A number that appears only once
Problem Description
Given an array of non-empty integers, each element appears twice except for one element. Find the element that appears only once.
Description:
Your algorithm should have linear time complexity. Can you do it without using extra space?
answer
hash table
Additional knowledge points:
The Map collection is based on key/value mapping . Each key can only map one value at most. The key can be the value of any reference data type and cannot be repeated; the value can be the value of any reference data type and can be repeated; the key-value pairs are stored out of order.

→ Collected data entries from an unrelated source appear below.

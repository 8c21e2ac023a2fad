//! Data models for cmig-migrate
//!
//! - Typed source records (output of the parsing boundary)
//! - Target relational entities
//! - Checkpoint, blob manifest/progress and report artifacts

pub mod blob;
pub mod checkpoint;
pub mod ids;
pub mod report;
pub mod source;
pub mod target;

pub use blob::{
    BlobManifest, BlobManifestEntry, BlobMigrationProgress, FailedFile, UrlMapping,
    UrlMappingArtifact,
};
pub use checkpoint::{CheckpointRecord, Phase, PhaseCounters, PhaseState};
pub use report::{
    CheckResult, CheckSeverity, MigrationReport, PhaseReport, RecordError, RecordErrorKind,
    ValidationReport,
};
pub use source::{ActorRef, AnalysisPayload, AudioAsset, SourceCaseRecord, TranscriptSegment};
pub use target::{
    CaseStatus, DecisionMaker, RecordType, TargetAccount, TargetAnalysis, TargetCase,
    ORIGIN_APP, ORIGIN_MIGRATION,
};
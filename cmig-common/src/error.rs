//! Common error types for CMIG

use thiserror::Error;

/// Common result type for CMIG operations
pub type Result<T> = std::result::Result<T, Error>;

/// Common error types across the migration crates
#[derive(Error, Debug)]
pub enum Error {
    /// Database operation error (wraps sqlx::Error)
    #[cfg(feature = "sqlx")]
    #[error("Database error: {0}")]
    Database(#[from] sqlx::Error),

    /// I/O operation error (wraps std::io::Error)
    #[error("IO error: {0}")]
    Io(#[from] std::io::Error),

    /// JSON encode/decode error
    #[error("Serialization error: {0}")]
    Serialization(#[from] serde_json::Error),

    /// Configuration loading or validation error
    #[error("Configuration error: {0}")]
    Config(String),

    /// Requested resource not found
    #[error("Not found: {0}")]
    NotFound(String),

    /// Invalid input or artifact contents
    #[error("Invalid input: {0}")]
    InvalidInput(String),

    /// Internal error
    #[error("Internal error: {0}")]
    Internal(String),
}

impl Error {
    /// True for database failures that usually clear up on their own
    /// (lock contention, pool exhaustion, dropped connections).
    pub fn is_transient(&self) -> bool {
        match self {
            #[cfg(feature = "sqlx")]
            Error::Database(err) => match err {
                sqlx::Error::PoolTimedOut | sqlx::Error::Io(_) | sqlx::Error::WorkerCrashed => true,
                sqlx::Error::Database(db_err) => {
                    let message = db_err.message();
                    message.contains("database is locked") || message.contains("database is busy")
                }
                _ => false,
            },
            Error::Io(_) => true,
            _ => false,
        }
    }
}
//! Apply final asset locations to case rows

use crate::db::cases::update_audio_url;
use crate::error::MigrationResult;
use crate::models::UrlMappingArtifact;
use crate::utils::{with_retry, RetryPolicy};
use serde::Serialize;
use sqlx::SqlitePool;
use tracing::{info, warn};

/// Outcome of one apply pass
#[derive(Debug, Clone, Default, PartialEq, Eq, Serialize)]
#[serde(rename_all = "camelCase")]
pub struct ApplySummary {
    /// Rows whose audio url was rewritten
    pub updated: u64,
    /// Rows already pointing under the target base (or missing entirely)
    pub already_final: u64,
    /// Mappings whose case row does not exist
    pub missing_case: u64,
    pub failed: u64,
}

/// Point every mapped case at its migrated asset
///
/// Re-runnable: rows whose url already starts with `target_base` are left
/// untouched and counted as final.
pub async fn apply_url_mappings(
    pool: &SqlitePool,
    artifact: &UrlMappingArtifact,
    target_base: &str,
    policy: &RetryPolicy,
    dry_run: bool,
) -> MigrationResult<ApplySummary> {
    let mut summary = ApplySummary::default();

    for mapping in &artifact.mappings {
        let case_id = mapping.target_case_id.to_string();

        let current: Option<Option<String>> = with_retry(
            "apply_url_lookup",
            policy,
            cmig_common::Error::is_transient,
            || async {
                sqlx::query_scalar::<_, Option<String>>("SELECT audio_url FROM cases WHERE id = ?")
                    .bind(&case_id)
                    .fetch_optional(pool)
                    .await
                    .map_err(cmig_common::Error::from)
            },
        )
        .await?;

        let Some(current) = current else {
            warn!(case_id = %mapping.target_case_id, "Mapped case not found");
            summary.missing_case += 1;
            continue;
        };

        if current.as_deref().is_some_and(|url| url.starts_with(target_base)) {
            summary.already_final += 1;
            continue;
        }

        if dry_run {
            summary.updated += 1;
            continue;
        }

        let result = with_retry(
            "apply_url_update",
            policy,
            cmig_common::Error::is_transient,
            || update_audio_url(pool, mapping.target_case_id, &mapping.target_uri, target_base),
        )
        .await;

        match result {
            Ok(true) => summary.updated += 1,
            Ok(false) => summary.already_final += 1,
            Err(e) => {
                warn!(case_id = %mapping.target_case_id, error = %e, "Failed to update audio url");
                summary.failed += 1;
            }
        }
    }

    info!(
        updated = summary.updated,
        already_final = summary.already_final,
        missing_case = summary.missing_case,
        failed = summary.failed,
        dry_run,
        "Audio urls applied"
    );
    Ok(summary)
}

Common methods of HashMap :
put(K key, V value): store the key (key)/value (value) mapping in the Map collection.
get(Object key): Returns the value mapped by the specified key, and returns null if there is no value corresponding to the key.
size(): Returns the number of data in the Map collection.
clear(): Clear the Map collection.
isEmpty (): Judge whether there is data in the Map collection, if not, return true, otherwise return false.
remove(Object key): Delete the data whose key is the key in the Map collection and return its corresponding value.
values(): Returns data in the Collection data type format composed of all values in the Map collection.
keySet(): Returns the Set collection composed of all the keys in the Map collection.
containsKey(Object key): Judge whether the specified key is included in the collection, return true if it contains, otherwise return false.
containsValue(Object value): Judge whether the specified value is included in the collection, return true if it contains, otherwise return false.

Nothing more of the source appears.